Une contribution de Bachir Dahak – L’affaire Bengana et notre lanceur d’alerte
Les sociétés ensommeillées ont toujours besoin de vigies, ces lumières qui s’allument brusquement quand les paroles attendues se sont tues, quand ceux qui ont théoriquement le magistère de la parole, parce que sages, documentés ou éclairés, se mettent sur le registre des abonnés absents ou font mine de n’avoir ni vu ni entendu que des plumes perfides tentent de prolonger notre nuit coloniale en travestissant des faits.
Je pense évidemment à l’affaire Bengana dont la descendante, fièrement exhibée sous les dorures de notre ambassade à Paris avant d’être portée aux nues par de sombres acteurs de notre cirque national, a failli réussir l’immonde forfaiture consistant à faire admettre la félonie agissante de son aïeul comme une posture héroïque et faire oublier que notre libération est également redevable aux sacrifices des Zaatcha qui ont résisté plusieurs dizaines de jours aux milliers d’hommes de l’armée d’Afrique.
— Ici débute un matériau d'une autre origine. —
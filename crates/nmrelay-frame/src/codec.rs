use bytes::{Buf, BufMut, Bytes, BytesMut};

use crate::error::{FrameError, Result};

/// Frame header: a single native-endian `i32` length.
pub const HEADER_SIZE: usize = 4;

/// Default maximum inbound payload: 64 MiB (browser to host limit).
pub const DEFAULT_MAX_PAYLOAD: usize = 64 * 1024 * 1024;

/// Maximum payload a host may send to the browser: 1 MiB.
pub const MAX_HOST_MESSAGE: usize = 1024 * 1024;

/// One native messaging payload.
#[derive(Debug, Clone, PartialEq, Eq)]
pub struct Frame {
    pub payload: Bytes,
}

impl Frame {
    /// Create a new frame.
    pub fn new(payload: impl Into<Bytes>) -> Self {
        Self {
            payload: payload.into(),
        }
    }

    /// The total wire size of this frame (header + payload).
    pub fn wire_size(&self) -> usize {
        HEADER_SIZE + self.payload.len()
    }

    /// Payload as text. Invalid UTF-8 sequences are replaced, not rejected.
    pub fn into_text(self) -> String {
        String::from_utf8_lossy(&self.payload).into_owned()
    }
}

/// Encode a payload into the wire format.
///
/// Wire format:
/// ```text
/// ┌─────────────────────┬──────────────────┐
/// │ Length (4B, native) │ Payload          │
/// │ i32, > 0            │ (Length bytes)   │
/// └─────────────────────┴──────────────────┘
/// ```
pub fn encode_frame(payload: &[u8], dst: &mut BytesMut) -> Result<()> {
    if payload.is_empty() {
        return Err(FrameError::InvalidLength(0));
    }
    let len = i32::try_from(payload.len()).map_err(|_| FrameError::PayloadTooLarge {
        size: payload.len(),
        max: i32::MAX as usize,
    })?;
    dst.reserve(HEADER_SIZE + payload.len());
    dst.put_i32_ne(len);
    dst.put_slice(payload);
    Ok(())
}

/// Decode a frame from a buffer.
///
/// Returns `Ok(None)` if the buffer doesn't contain a complete frame yet.
/// On success, consumes the frame bytes from the buffer.
pub fn decode_frame(src: &mut BytesMut, max_payload: usize) -> Result<Option<Frame>> {
    let Some(len) = peek_length(src) else {
        return Ok(None); // Need more data
    };

    if len <= 0 {
        return Err(FrameError::InvalidLength(len));
    }
    let payload_len = len as usize;
    if payload_len > max_payload {
        return Err(FrameError::PayloadTooLarge {
            size: payload_len,
            max: max_payload,
        });
    }

    if src.len() < HEADER_SIZE + payload_len {
        return Ok(None); // Need more data
    }

    src.advance(HEADER_SIZE);
    let payload = src.split_to(payload_len).freeze();

    Ok(Some(Frame { payload }))
}

/// Length announced by a buffered header, if the header is complete.
pub(crate) fn peek_length(src: &[u8]) -> Option<i32> {
    let header: [u8; HEADER_SIZE] = src.get(..HEADER_SIZE)?.try_into().ok()?;
    Some(i32::from_ne_bytes(header))
}

/// Configuration for the frame codec.
#[derive(Debug, Clone)]
pub struct FrameConfig {
    /// Maximum payload size in bytes. Default: 64 MiB.
    pub max_payload_size: usize,
}

impl FrameConfig {
    /// Limits for frames a host writes to the browser.
    pub fn outbound() -> Self {
        Self {
            max_payload_size: MAX_HOST_MESSAGE,
        }
    }
}

impl Default for FrameConfig {
    fn default() -> Self {
        Self {
            max_payload_size: DEFAULT_MAX_PAYLOAD,
        }
    }
}
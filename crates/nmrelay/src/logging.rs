use std::fs::OpenOptions;
use std::path::Path;
use std::sync::Mutex;

use clap::ValueEnum;
use tracing_subscriber::fmt::writer::BoxMakeWriter;

#[derive(Copy, Clone, Debug, ValueEnum)]
pub enum LogFormat {
    Text,
    Json,
}

#[derive(Copy, Clone, Debug, ValueEnum)]
pub enum LogLevel {
    Error,
    Warn,
    Info,
    Debug,
    Trace,
}

impl LogLevel {
    pub fn as_filter(self) -> tracing::level_filters::LevelFilter {
        match self {
            LogLevel::Error => tracing::level_filters::LevelFilter::ERROR,
            LogLevel::Warn => tracing::level_filters::LevelFilter::WARN,
            LogLevel::Info => tracing::level_filters::LevelFilter::INFO,
            LogLevel::Debug => tracing::level_filters::LevelFilter::DEBUG,
            LogLevel::Trace => tracing::level_filters::LevelFilter::TRACE,
        }
    }
}

/// Install the global subscriber.
///
/// stdout carries the native messaging protocol, so logs go to `log_file`
/// (appended) or stderr, never stdout.
pub fn init_logging(format: LogFormat, level: LogLevel, log_file: Option<&Path>) {
    let builder = tracing_subscriber::fmt()
        .with_writer(log_writer(log_file))
        .with_max_level(level.as_filter())
        .with_ansi(false)
        .with_target(false);

    match format {
        LogFormat::Text => {
            let _ = builder.try_init();
        }
        LogFormat::Json => {
            let _ = builder.json().try_init();
        }
    }
}

fn log_writer(log_file: Option<&Path>) -> BoxMakeWriter {
    let Some(path) = log_file else {
        return BoxMakeWriter::new(std::io::stderr);
    };
    match OpenOptions::new().create(true).append(true).open(path) {
        Ok(file) => BoxMakeWriter::new(Mutex::new(file)),
        Err(err) => {
            eprintln!(
                "nmrelay: cannot open log file {}: {err}; logging to stderr",
                path.display()
            );
            BoxMakeWriter::new(std::io::stderr)
        }
    }
}
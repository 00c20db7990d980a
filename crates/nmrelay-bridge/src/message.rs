//! Wire messages on both sides of the relay.

use bytes::{Buf, BytesMut};
use serde::{Deserialize, Serialize};
use serde_json::{Map, Value};

use crate::error::{BridgeError, Result};

/// Request framed to the browser extension: `{"action": "<name>"}`.
#[derive(Debug, Clone, Copy, PartialEq, Eq, Serialize)]
pub struct ExtensionRequest<'a> {
    pub action: &'a str,
}

/// Request read from the local pipe.
///
/// Only `action` matters to the relay. A missing action decodes as an empty
/// string; any other fields are kept in `extra` untouched.
#[derive(Debug, Clone, PartialEq, Serialize, Deserialize)]
pub struct PipeRequest {
    #[serde(default)]
    pub action: String,
    #[serde(flatten)]
    pub extra: Map<String, Value>,
}

impl PipeRequest {
    pub fn new(action: impl Into<String>) -> Self {
        Self {
            action: action.into(),
            extra: Map::new(),
        }
    }
}

/// Response written back to the local pipe.
#[derive(Debug, Clone, PartialEq, Eq, Serialize, Deserialize)]
pub struct PipeResponse {
    pub action: String,
    /// Raw extension message, or empty when the extension did not answer in time.
    pub data: String,
}

impl PipeResponse {
    pub fn new(action: impl Into<String>, data: Option<String>) -> Self {
        Self {
            action: action.into(),
            data: data.unwrap_or_default(),
        }
    }
}

/// Turns a stream of pipe reads into [`PipeRequest`]s.
///
/// The pipe carries bare JSON documents with no length prefix, so one read
/// may hold several documents or only part of one. Incomplete trailing
/// bytes stay buffered until the next chunk.
#[derive(Debug)]
pub struct RequestDecoder {
    pending: BytesMut,
    max_pending: usize,
}

impl RequestDecoder {
    pub fn new(max_pending: usize) -> Self {
        Self {
            pending: BytesMut::new(),
            max_pending,
        }
    }

    /// Append a chunk read from the transport.
    ///
    /// Fails with [`BridgeError::RequestTooLarge`] and drops the buffer when
    /// the unfinished document outgrows `max_pending`.
    pub fn push_chunk(&mut self, chunk: &[u8]) -> Result<()> {
        let size = self.pending.len() + chunk.len();
        if size > self.max_pending {
            self.pending.clear();
            return Err(BridgeError::RequestTooLarge {
                size,
                max: self.max_pending,
            });
        }
        self.pending.extend_from_slice(chunk);
        Ok(())
    }

    /// Decode the next complete request, if the buffer holds one.
    ///
    /// A malformed document discards everything buffered and returns the
    /// parse error; decoding resumes with the next chunk.
    pub fn next_request(&mut self) -> Result<Option<PipeRequest>> {
        let (next, consumed) = {
            let mut stream =
                serde_json::Deserializer::from_slice(&self.pending).into_iter::<PipeRequest>();
            let next = stream.next();
            (next, stream.byte_offset())
        };

        match next {
            Some(Ok(request)) => {
                self.pending.advance(consumed);
                Ok(Some(request))
            }
            Some(Err(err)) if err.is_eof() => Ok(None),
            Some(Err(err)) => {
                self.pending.clear();
                Err(err.into())
            }
            None => {
                // Only whitespace left.
                self.pending.clear();
                Ok(None)
            }
        }
    }

    /// Forget any partial document, e.g. after the client disconnected.
    pub fn reset(&mut self) {
        self.pending.clear();
    }

    /// Bytes waiting for the rest of a document.
    pub fn pending(&self) -> usize {
        self.pending.len()
    }
}

#[cfg(test)]
mod tests {
    use super::*;

    fn drain(decoder: &mut RequestDecoder) -> Vec<String> {
        let mut actions = Vec::new();
        while let Some(request) = decoder.next_request().unwrap() {
            actions.push(request.action);
        }
        actions
    }

    #[test]
    fn extension_request_shape() {
        let json = serde_json::to_string(&ExtensionRequest { action: "urlInfo" }).unwrap();
        assert_eq!(json, r#"{"action":"urlInfo"}"#);
    }

    #[test]
    fn pipe_response_shape() {
        let answered = PipeResponse::new("tabInfo", Some("ok".to_string()));
        assert_eq!(
            serde_json::to_string(&answered).unwrap(),
            r#"{"action":"tabInfo","data":"ok"}"#
        );

        let silent = PipeResponse::new("tabInfo", None);
        assert_eq!(
            serde_json::to_string(&silent).unwrap(),
            r#"{"action":"tabInfo","data":""}"#
        );
    }

    #[test]
    fn pipe_request_keeps_extra_fields() {
        let request: PipeRequest =
            serde_json::from_str(r#"{"action":"tabInfo","tab":3,"verbose":true}"#).unwrap();
        assert_eq!(request.action, "tabInfo");
        assert_eq!(request.extra.get("tab"), Some(&Value::from(3)));
        assert_eq!(request.extra.len(), 2);
    }

    #[test]
    fn pipe_request_without_action_is_empty() {
        let request: PipeRequest = serde_json::from_str(r#"{"tab":3}"#).unwrap();
        assert!(request.action.is_empty());
    }

    #[test]
    fn decodes_coalesced_documents() {
        let mut decoder = RequestDecoder::new(1024);
        decoder
            .push_chunk(br#"{"action":"a"}{"action":"b"} {"action":"c"}"#)
            .unwrap();
        assert_eq!(drain(&mut decoder), ["a", "b", "c"]);
        assert_eq!(decoder.pending(), 0);
    }

    #[test]
    fn completes_document_split_across_chunks() {
        let mut decoder = RequestDecoder::new(1024);
        decoder.push_chunk(br#"{"action":"url"#).unwrap();
        assert!(decoder.next_request().unwrap().is_none());
        assert!(decoder.pending() > 0);

        decoder.push_chunk(br#"Info"}"#).unwrap();
        assert_eq!(drain(&mut decoder), ["urlInfo"]);
    }

    #[test]
    fn malformed_document_is_dropped() {
        let mut decoder = RequestDecoder::new(1024);
        decoder.push_chunk(b"not json").unwrap();
        assert!(matches!(decoder.next_request(), Err(BridgeError::Json(_))));
        assert_eq!(decoder.pending(), 0);

        decoder.push_chunk(br#"{"action":"next"}"#).unwrap();
        assert_eq!(drain(&mut decoder), ["next"]);
    }

    #[test]
    fn non_string_action_is_rejected() {
        let mut decoder = RequestDecoder::new(1024);
        decoder.push_chunk(br#"{"action":5}"#).unwrap();
        assert!(decoder.next_request().is_err());
    }

    #[test]
    fn oversized_pending_document_is_discarded() {
        let mut decoder = RequestDecoder::new(16);
        decoder.push_chunk(br#"{"action":"#).unwrap();
        let err = decoder.push_chunk(br#""far too long for the limit"}"#).unwrap_err();
        assert!(matches!(err, BridgeError::RequestTooLarge { max: 16, .. }));
        assert_eq!(decoder.pending(), 0);
    }

    #[test]
    fn reset_forgets_partial_document() {
        let mut decoder = RequestDecoder::new(1024);
        decoder.push_chunk(br#"{"action":"half"#).unwrap();
        decoder.reset();
        decoder.push_chunk(br#"{"action":"whole"}"#).unwrap();
        assert_eq!(drain(&mut decoder), ["whole"]);
    }
}
/// Errors that can occur while assembling or running the relay.
#[derive(Debug, thiserror::Error)]
pub enum BridgeError {
    /// Transport-level error.
    #[error("transport error: {0}")]
    Transport(#[from] nmrelay_transport::TransportError),

    /// Frame-level error.
    #[error("frame error: {0}")]
    Frame(#[from] nmrelay_frame::FrameError),

    /// JSON serialization/deserialization error.
    #[error("json error: {0}")]
    Json(#[from] serde_json::Error),

    /// I/O error while preparing a channel's streams.
    #[error("I/O error: {0}")]
    Io(#[from] std::io::Error),

    /// `start()` was called on a channel that is already running.
    #[error("{0} channel already started")]
    AlreadyStarted(&'static str),

    /// `start()` was called after `stop()`.
    #[error("{0} channel already stopped")]
    Stopped(&'static str),

    /// A background thread could not be spawned.
    #[error("failed to spawn {name} thread: {source}")]
    Spawn {
        name: &'static str,
        #[source]
        source: std::io::Error,
    },

    /// A pipe client buffered more bytes than one request may occupy.
    #[error("pipe request too large ({size} bytes, max {max})")]
    RequestTooLarge { size: usize, max: usize },
}

pub type Result<T> = std::result::Result<T, BridgeError>;
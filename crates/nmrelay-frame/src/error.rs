use std::io::ErrorKind;

/// Errors that can occur during frame encoding/decoding.
#[derive(Debug, thiserror::Error)]
pub enum FrameError {
    /// The length prefix is zero or negative.
    #[error("invalid frame length {0} (must be greater than zero)")]
    InvalidLength(i32),

    /// The payload exceeds the configured maximum size.
    #[error("payload too large ({size} bytes, max {max})")]
    PayloadTooLarge { size: usize, max: usize },

    /// The stream ended part-way through a frame.
    #[error("truncated frame ({received} of {expected} bytes)")]
    Truncated { expected: usize, received: usize },

    /// An I/O error occurred while reading or writing frames.
    #[error("frame I/O error: {0}")]
    Io(#[from] std::io::Error),

    /// The stream ended cleanly between frames.
    #[error("connection closed")]
    ConnectionClosed,
}

impl FrameError {
    /// True when a read produced nothing yet because the source is idle.
    ///
    /// Sources with a read timeout report this between frames; any partial
    /// frame stays buffered in the reader, so the caller may simply retry.
    pub fn is_idle(&self) -> bool {
        matches!(
            self,
            FrameError::Io(err) if matches!(err.kind(), ErrorKind::WouldBlock | ErrorKind::TimedOut)
        )
    }
}

pub type Result<T> = std::result::Result<T, FrameError>;
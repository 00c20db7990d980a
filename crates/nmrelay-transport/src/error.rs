use std::io::ErrorKind;
use std::path::PathBuf;

/// Errors that can occur in pipe transport operations.
#[derive(Debug, thiserror::Error)]
pub enum TransportError {
    /// Failed to bind or create the endpoint at the specified path.
    #[error("failed to bind to {path}: {source}")]
    Bind {
        path: PathBuf,
        source: std::io::Error,
    },

    /// Failed to open an existing endpoint.
    #[error("failed to open {path}: {source}")]
    Open {
        path: PathBuf,
        source: std::io::Error,
    },

    /// Failed to connect to the specified endpoint.
    #[error("failed to connect to {path}: {source}")]
    Connect {
        path: PathBuf,
        source: std::io::Error,
    },

    /// Failed to accept an incoming connection.
    #[error("failed to accept connection: {0}")]
    Accept(std::io::Error),

    /// An I/O error occurred on the transport stream.
    #[error("transport I/O error: {0}")]
    Io(#[from] std::io::Error),

    /// The socket path is too long for the platform.
    #[error("socket path too long ({len} bytes, max {max}): {path}")]
    PathTooLong {
        path: PathBuf,
        len: usize,
        max: usize,
    },

    /// No client is connected to the endpoint.
    #[error("no client connected")]
    NotConnected,

    /// The connected client went away.
    #[error("client disconnected")]
    Disconnected,

    /// `open` has not been called, or it failed.
    #[error("transport not open")]
    NotOpen,

    /// The transport is not available on this platform.
    #[error("transport unsupported: {0}")]
    Unsupported(&'static str),

    /// The transport has been shut down.
    #[error("transport shut down")]
    Shutdown,
}

impl TransportError {
    /// Whether retrying the same call later can succeed.
    ///
    /// Transient failures leave the transport usable (a client may connect or
    /// reconnect); everything else is terminal for the loop that observed it.
    pub fn is_transient(&self) -> bool {
        match self {
            TransportError::NotConnected
            | TransportError::Disconnected
            | TransportError::Accept(_) => true,
            TransportError::Io(err) => is_transient_io(err),
            _ => false,
        }
    }
}

pub(crate) fn is_transient_io(err: &std::io::Error) -> bool {
    matches!(
        err.kind(),
        ErrorKind::Interrupted
            | ErrorKind::WouldBlock
            | ErrorKind::TimedOut
            | ErrorKind::BrokenPipe
            | ErrorKind::ConnectionReset
            | ErrorKind::ConnectionAborted
    )
}

pub type Result<T> = std::result::Result<T, TransportError>;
Comment ne pas savoir gré à la sagacité et la lucidité de Mohamed Balhi dont le cri de révolte et d’indignation, lors du triste épisode Bengana, est vite devenu, à la manière d’un feu de brousse, celui de tous les Algériens encore amoureux de leur pays, conscients de toutes les tares et de tous les travers de leur société, mais fougueux et inflexibles quand il en va de leur dignité ou de ce qui fait sens au plus profond d’eux-mêmes ?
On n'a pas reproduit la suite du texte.